Это начало другого стихотворения Симонова под названием "Митинг в Канаде". Меня поражает не то, что стихи эти построены на сталинских идеях, но то, что оно вооружает поэзией сталинскую идеологию. Надо так изобразить мирный зал слушателей в Канаде, чтобы он напоминал войну и первый залп на войне. Пишет поэт, который ведь был на войне. Нравственная несовместимость была для меня в каждом новом стихотворении Симонова. И у меня много написано об этом в течение жизни; вероятно, в этой работе следует все собрать вместе. Пока же я хочу подчеркнуть, что сборник Симонова "Друзья и враги", посвященный врагам на Западе, уже вышел отдельной книгой в 1948 году. Под точным названием — враги — про западный мир. Мы даже не знали, сколько там врагов!
А в редакциях в это время ловили не "немцев", а, естественно, англичан и французов и всю западную культуру. Она не могла появляться просто так — под названием культура, ее надо было ставить в кавычки — "культура", даже если рядом было написано растленная и упадочная, все равно "культура". А в редакции "Литературной газеты" в связи с этим случилась настоящая катастрофа. Шла очень важная и очень большая статья о превосходстве нашей культуры над западной. И эта необыкновенная мысль повторялась непрерывно по этому тупому тексту. Два редактора были заняты этим материалом, один редактор читал вслух, другой сверял по тексту, что делалось в исключительно ответственных случаях. И одуревая, вероятно, от тупости, тот, кто сверял, во фразе, где речь прямо шла о превосходстве нашей — над западной, в кавычки поставил не ненавистную западную, а нашу прекрасную. И так все появилось в печати: западная просто так, а наша культура в кавычках — "культура". И в таком виде обе стояли рядом. Представляете, какой был ужас! Нельзя было не задохнуться от смеха, читая этот абзац. Какие-то незримые силы вторглись с этой пародией на газетный лист!

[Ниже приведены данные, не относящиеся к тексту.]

use app_error::{AppError, AppResult};
use argon2::{
    Argon2,
    password_hash::{PasswordHash, PasswordHasher, PasswordVerifier, SaltString, rand_core::OsRng},
};
use tracing::error;

/// Hash a plaintext password with Argon2id and a fresh random salt.
///
/// The plaintext never appears in logs or error messages; a hashing
/// failure is an internal error, distinct from bad credentials.
pub fn hash_password(password: &str) -> AppResult<String> {
    let salt = SaltString::generate(&mut OsRng);
    let argon2 = Argon2::default();

    let password_hash = argon2
        .hash_password(password.as_bytes(), &salt)
        .map_err(|e| {
            error!("Failed to hash password: {}", e);
            AppError::ServerError(anyhow::anyhow!("Failed to hash password: {}", e))
        })?
        .to_string();

    Ok(password_hash)
}

/// Verify a plaintext password against a stored hash. The comparison is
/// constant-time inside the argon2 crate.
pub fn verify_password(password_hash: &str, password: &str) -> AppResult<bool> {
    let parsed_hash = PasswordHash::new(password_hash).map_err(|e| {
        error!("Invalid password hash: {}", e);
        AppError::ServerError(anyhow::anyhow!("Invalid password hash: {}", e))
    })?;

    Ok(Argon2::default()
        .verify_password(password.as_bytes(), &parsed_hash)
        .is_ok())
}
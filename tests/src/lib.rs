//! End-to-end tests for the assembled blogsite API.

#[cfg(test)]
mod system_tests;
use crate::service::BlogService;
use app_authentication::{AuthService, AuthServiceTrait};
use app_error::{AppResult, not_found_error};
use app_middleware::AuthenticatedUser;
use app_models::user::{UpdateUserInput, UserDetail};
use axum::{Extension, Json, extract::Path};
use serde_json::{Value, json};
use std::sync::Arc;
use tracing::debug;

fn parse_user_id(raw: &str) -> AppResult<i64> {
    match raw.parse() {
        Ok(id) => Ok(id),
        Err(_) => not_found_error!("User", raw),
    }
}

/// Public profile: user fields plus the blogs the user owns
pub async fn get_user(
    Extension(auth_service): Extension<Arc<AuthService>>,
    Extension(blog_service): Extension<Arc<BlogService>>,
    Path(id): Path<String>,
) -> AppResult<Json<UserDetail>> {
    let user_id = parse_user_id(&id)?;

    let user = auth_service.get_user_by_id(user_id).await?;
    let blogs = blog_service.blogs_for_user(user_id).await?;

    Ok(Json(UserDetail::new(user, blogs)))
}

pub async fn update_user(
    Extension(auth_service): Extension<Arc<AuthService>>,
    user: AuthenticatedUser,
    Path(id): Path<String>,
    Json(input): Json<UpdateUserInput>,
) -> AppResult<Json<Value>> {
    debug!("UpdateUser {} requested by user {}", id, user.id);

    let user_id = parse_user_id(&id)?;
    auth_service.update_profile(user_id, input).await?;

    Ok(Json(json!({ "message": "User successfully updated" })))
}
use app_error::{AppError, AppResult};
use serde::{Deserialize, Serialize};

mod config_loader;
pub use config_loader::*;

/// The configuration system uses a JSON configuration file embedded at
/// build time, with a `Default` fallback when the file cannot be parsed.
///
/// The JWT signing secret can additionally be overridden through the
/// `APP_JWT_SECRET` environment variable so deployments can source it from
/// a secret store instead of the committed configuration file.

#[derive(Debug, Clone)]
pub struct JwtConfig {
    pub secret: Vec<u8>,
    pub expiry_hours: u64,
}

impl JwtConfig {
    pub fn new(secret: &[u8], expiry_hours: u64) -> Self {
        Self {
            secret: secret.to_vec(),
            expiry_hours,
        }
    }
}

#[derive(Debug, Clone, Serialize, Deserialize)]
pub struct Server {
    pub port: u16,
    pub address: String,
}

impl Server {
    pub fn new(address: String, port: u16) -> Self {
        Self { port, address }
    }

    // Validate server configuration
    pub fn validate(&self) -> AppResult<()> {
        if self.port == 0 {
            return Err(AppError::ConfigError(anyhow::anyhow!(
                "Invalid server port: '0' is not a valid port number"
            )));
        }

        if self.address.trim().is_empty() {
            return Err(AppError::ConfigError(anyhow::anyhow!(
                "Server address cannot be empty"
            )));
        }

        Ok(())
    }
}

/// Converts from the full AppConfig to the server binding config
impl From<&AppConfig> for Server {
    fn from(config: &AppConfig) -> Self {
        Self {
            port: config.server.port,
            address: config.server.host.clone(),
        }
    }
}

/// Converts from the full AppConfig to the JWT signing config
impl From<&AppConfig> for JwtConfig {
    fn from(config: &AppConfig) -> Self {
        Self {
            secret: config.security.jwt.secret.clone().into_bytes(),
            expiry_hours: config.security.jwt.expiry_hours,
        }
    }
}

Но было не до смеха от жалости к тем, кто это совершил, и той расправы, которая обрушилась на их головы уже в день выхода номера, после звонка "сверху". Я потом узнала, что все эти звонки шли от Сталина. И по расправе видна была высшая рука: редактора, который читал, обложили взысканиями, а того, кто поправил, изгнали из газеты со страшными формулировками, без права работать в печати. Даже Фадеев не смог помочь.
С этого времени оголтелой борьбы с низкопоклонством нельзя было писать, что Пушкин когда-то любил Байрона, а Тургенев — Жорж Занд. Все диссертации и "Ученые записки" подвергались поношениям за упоминание западных источников и ссылки на заграничные имена. Писателя Сартра с того времени нельзя было назвать с большой буквы, а только — с маленькой — сартр, или лучше — "сартры", он проходил по таким же железным законам, как "культура". Все это свидетельствовало об идиотичности личности Сталина и его представлений о мире. Сталин стремился к страшному обеднению всех сложных литературных процессов прошлого и настоящего, к утрамбованной им площадке. В этом индивидуальная особенность его личности. Мне не кажется, что он добивался успехов в душах всех, без исключения, людей. Но в подлых добивался многого.